▼▼▼

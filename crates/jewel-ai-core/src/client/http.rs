//! HTTP generation client
//!
//! Posts the [`GenerationRequest`] as JSON to a configured endpoint.
//! Features:
//! - Async, non-blocking requests over rustls
//! - Optional bearer token
//! - Retry with exponential backoff on connection errors, timeouts, 429 and 5xx
//!
//! # Reply format
//!
//! A JSON reply of the form `{"text": "..."}` (or `response`/`content`) is
//! unwrapped. Any other body is returned verbatim as the raw model text.

use reqwest::header::CONTENT_TYPE;
use reqwest::Client;
use serde::Deserialize;
use std::time::Duration;
use tokio::time::sleep;

use async_trait::async_trait;

use super::{GenerationClient, GenerationRequest};
use crate::config::ClientConfig;
use crate::error::TransportError;

/// JSON envelope some services wrap the completion in
#[derive(Debug, Deserialize)]
struct ReplyEnvelope {
    #[serde(alias = "response", alias = "content")]
    text: String,
}

/// HTTP client for the text generation service
#[derive(Debug, Clone)]
pub struct HttpGenerationClient {
    client: Client,
    config: ClientConfig,
}

impl HttpGenerationClient {
    /// Create a client with default settings for `endpoint`
    pub fn new(endpoint: impl Into<String>) -> Result<Self, TransportError> {
        Self::with_config(ClientConfig {
            endpoint: endpoint.into(),
            ..Default::default()
        })
    }

    /// Create a client with custom configuration
    pub fn with_config(config: ClientConfig) -> Result<Self, TransportError> {
        let client = Client::builder()
            .timeout(Duration::from_millis(config.timeout_ms))
            .pool_max_idle_per_host(10)
            .pool_idle_timeout(Duration::from_secs(30))
            .build()
            .map_err(|e| TransportError::Config(e.to_string()))?;

        Ok(Self { client, config })
    }

    /// Start a builder
    pub fn builder() -> HttpGenerationClientBuilder {
        HttpGenerationClientBuilder::new()
    }

    /// The endpoint requests are posted to
    pub fn endpoint(&self) -> &str {
        &self.config.endpoint
    }

    /// Request timeout in milliseconds
    pub fn timeout_ms(&self) -> u64 {
        self.config.timeout_ms
    }

    /// Maximum retry count
    pub fn max_retries(&self) -> u32 {
        self.config.max_retries
    }

    async fn send_once(&self, request: &GenerationRequest) -> Result<String, TransportError> {
        let mut builder = self.client.post(&self.config.endpoint).json(request);
        if let Some(key) = &self.config.api_key {
            builder = builder.bearer_auth(key);
        }

        let response = builder.send().await.map_err(map_reqwest_error)?;
        let status = response.status();
        let is_json = response
            .headers()
            .get(CONTENT_TYPE)
            .and_then(|v| v.to_str().ok())
            .map(|v| v.contains("json"))
            .unwrap_or(false);

        let body = response.text().await.map_err(map_reqwest_error)?;

        if !status.is_success() {
            return Err(TransportError::Status {
                status: status.as_u16(),
                body,
            });
        }

        if is_json {
            if let Ok(envelope) = serde_json::from_str::<ReplyEnvelope>(&body) {
                return Ok(envelope.text);
            }
        }
        Ok(body)
    }
}

#[async_trait]
impl GenerationClient for HttpGenerationClient {
    async fn generate(&self, request: &GenerationRequest) -> Result<String, TransportError> {
        let mut backoff_ms = self.config.initial_backoff_ms;
        let mut attempt = 0;

        loop {
            match self.send_once(request).await {
                Ok(text) => {
                    tracing::debug!(
                        attempt = attempt,
                        model = %request.model,
                        len = text.len(),
                        "Generation request succeeded"
                    );
                    return Ok(text);
                }
                Err(e) if e.is_permanent() || attempt >= self.config.max_retries => {
                    tracing::warn!(attempt = attempt, error = %e, "Generation request failed");
                    return Err(e);
                }
                Err(e) => {
                    tracing::debug!(
                        attempt = attempt,
                        backoff_ms = backoff_ms,
                        error = %e,
                        "Retrying generation request"
                    );
                    sleep(Duration::from_millis(backoff_ms)).await;
                    backoff_ms = ((backoff_ms as f64 * self.config.backoff_multiplier) as u64)
                        .min(self.config.max_backoff_ms);
                    attempt += 1;
                }
            }
        }
    }
}

fn map_reqwest_error(err: reqwest::Error) -> TransportError {
    if err.is_timeout() {
        TransportError::Timeout(err.to_string())
    } else if err.is_builder() {
        TransportError::Config(err.to_string())
    } else if err.is_decode() || err.is_body() {
        TransportError::InvalidResponse(err.to_string())
    } else {
        TransportError::Connection(err.to_string())
    }
}

/// Builder for [`HttpGenerationClient`]
pub struct HttpGenerationClientBuilder {
    config: ClientConfig,
}

impl HttpGenerationClientBuilder {
    /// Create a new builder with default configuration
    pub fn new() -> Self {
        Self {
            config: ClientConfig::default(),
        }
    }

    /// Set the endpoint
    pub fn endpoint(mut self, endpoint: impl Into<String>) -> Self {
        self.config.endpoint = endpoint.into();
        self
    }

    /// Set the bearer token
    pub fn api_key(mut self, key: impl Into<String>) -> Self {
        self.config.api_key = Some(key.into());
        self
    }

    /// Set the request timeout
    pub fn timeout_ms(mut self, timeout: u64) -> Self {
        self.config.timeout_ms = timeout;
        self
    }

    /// Set the maximum retry attempts
    pub fn max_retries(mut self, retries: u32) -> Self {
        self.config.max_retries = retries;
        self
    }

    /// Set the initial backoff delay
    pub fn initial_backoff_ms(mut self, backoff: u64) -> Self {
        self.config.initial_backoff_ms = backoff;
        self
    }

    /// Set the maximum backoff delay
    pub fn max_backoff_ms(mut self, backoff: u64) -> Self {
        self.config.max_backoff_ms = backoff;
        self
    }

    /// Build the client
    pub fn build(self) -> Result<HttpGenerationClient, TransportError> {
        HttpGenerationClient::with_config(self.config)
    }
}

impl Default for HttpGenerationClientBuilder {
    fn default() -> Self {
        Self::new()
    }
}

▲▲▲

### WORK TO BE COMPLETED
Transcribe the entries exactly.

### TASK RESPONSE
filename crates/jewel-ai-core/src/client/http.rs
//! HTTP generation client
//!
//! Posts the [`GenerationRequest`] as JSON to a configured endpoint.
//! Features:
//! - Async, non-blocking requests over rustls
//! - Optional bearer token
//! - Retry with exponential backoff on connection errors, timeouts, 429 and 5xx
//!
//! # Reply format
//!
//! A JSON reply of the form `{"text": "..."}` (or `response`/`content`) is
//! unwrapped. Any other body is returned verbatim as the raw model text.

use reqwest::header::CONTENT_TYPE;
use reqwest::Client;
use serde::Deserialize;
use std::time::Duration;
use tokio::time::sleep;

use async_trait::async_trait;

use super::{GenerationClient, GenerationRequest};
use crate::config::ClientConfig;
use crate::error::TransportError;

/// JSON envelope some services wrap the completion in
#[derive(Debug, Deserialize)]
struct ReplyEnvelope {
    #[serde(alias = "response", alias = "content")]
    text: String,
}

/// HTTP client for the text generation service
#[derive(Debug, Clone)]
pub struct HttpGenerationClient {
    client: Client,
    config: ClientConfig,
}

impl HttpGenerationClient {
    /// Create a client with default settings for `endpoint`
    pub fn new(endpoint: impl Into<String>) -> Result<Self, TransportError> {
        Self::with_config(ClientConfig {
            endpoint: endpoint.into(),
            ..Default::default()
        })
    }

    /// Create a client with custom configuration
    pub fn with_config(config: ClientConfig) -> Result<Self, TransportError> {
        let client = Client::builder()
            .timeout(Duration::from_millis(config.timeout_ms))
            .pool_max_idle_per_host(10)
            .pool_idle_timeout(Duration::from_secs(30))
            .build()
            .map_err(|e| TransportError::Config(e.to_string()))?;

        Ok(Self { client, config })
    }

    /// Start a builder
    pub fn builder() -> HttpGenerationClientBuilder {
        HttpGenerationClientBuilder::new()
    }

    /// The endpoint requests are posted to
    pub fn endpoint(&self) -> &str {
        &self.config.endpoint
    }

    /// Request timeout in milliseconds
    pub fn timeout_ms(&self) -> u64 {
        self.config.timeout_ms
    }

    /// Maximum retry count
    pub fn max_retries(&self) -> u32 {
        self.config.max_retries
    }

    async fn send_once(&self, request: &GenerationRequest) -> Result<String, TransportError> {
        let mut builder = self.client.post(&self.config.endpoint).json(request);
        if let Some(key) = &self.config.api_key {
            builder = builder.bearer_auth(key);
        }

        let response = builder.send().await.map_err(map_reqwest_error)?;
        let status = response.status();
        let is_json = response
            .headers()
            .get(CONTENT_TYPE)
            .and_then(|v| v.to_str().ok())
            .map(|v| v.contains("json"))
            .unwrap_or(false);

        let body = response.text().await.map_err(map_reqwest_error)?;

        if !status.is_success() {
            return Err(TransportError::Status {
                status: status.as_u16(),
                body,
            });
        }

        if is_json {
            if let Ok(envelope) = serde_json::from_str::<ReplyEnvelope>(&body) {
                return Ok(envelope.text);
            }
        }
        Ok(body)
    }
}

#[async_trait]
impl GenerationClient for HttpGenerationClient {
    async fn generate(&self, request: &GenerationRequest) -> Result<String, TransportError> {
        let mut backoff_ms = self.config.initial_backoff_ms;
        let mut attempt = 0;

        loop {
            match self.send_once(request).await {
                Ok(text) => {
                    tracing::debug!(
                        attempt = attempt,
                        model = %request.model,
                        len = text.len(),
                        "Generation request succeeded"
                    );
                    return Ok(text);
                }
                Err(e) if e.is_permanent() || attempt >= self.config.max_retries => {
                    tracing::warn!(attempt = attempt, error = %e, "Generation request failed");
                    return Err(e);
                }
                Err(e) => {
                    tracing::debug!(
                        attempt = attempt,
                        backoff_ms = backoff_ms,
                        error = %e,
                        "Retrying generation request"
                    );
                    sleep(Duration::from_millis(backoff_ms)).await;
                    backoff_ms = ((backoff_ms as f64 * self.config.backoff_multiplier) as u64)
                        .min(self.config.max_backoff_ms);
                    attempt += 1;
                }
            }
        }
    }
}

fn map_reqwest_error(err: reqwest::Error) -> TransportError {
    if err.is_timeout() {
        TransportError::Timeout(err.to_string())
    } else if err.is_builder() {
        TransportError::Config(err.to_string())
    } else if err.is_decode() || err.is_body() {
        TransportError::InvalidResponse(err.to_string())
    } else {
        TransportError::Connection(err.to_string())
    }
}

/// Builder for [`HttpGenerationClient`]
pub struct HttpGenerationClientBuilder {
    config: ClientConfig,
}

impl HttpGenerationClientBuilder {
    /// Create a new builder with default configuration
    pub fn new() -> Self {
        Self {
            config: ClientConfig::default(),
        }
    }

    /// Set the endpoint
    pub fn endpoint(mut self, endpoint: impl Into<String>) -> Self {
        self.config.endpoint = endpoint.into();
        self
    }

    /// Set the bearer token
    pub fn api_key(mut self, key: impl Into<String>) -> Self {
        self.config.api_key = Some(key.into());
        self
    }

    /// Set the request timeout
    pub fn timeout_ms(mut self, timeout: u64) -> Self {
        self.config.timeout_ms = timeout;
        self
    }

    /// Set the maximum retry attempts
    pub fn max_retries(mut self, retries: u32) -> Self {
        self.config.max_retries = retries;
        self
    }

    /// Set the initial backoff delay
    pub fn initial_backoff_ms(mut self, backoff: u64) -> Self {
        self.config.initial_backoff_ms = backoff;
        self
    }

    /// Set the maximum backoff delay
    pub fn max_backoff_ms(mut self, backoff: u64) -> Self {
        self.config.max_backoff_ms = backoff;
        self
    }

    /// Build the client
    pub fn build(self) -> Result<HttpGenerationClient, TransportError> {
        HttpGenerationClient::with_config(self.config)
    }
}

impl Default for HttpGenerationClientBuilder {
    fn default() -> Self {
        Self::new()
    }
}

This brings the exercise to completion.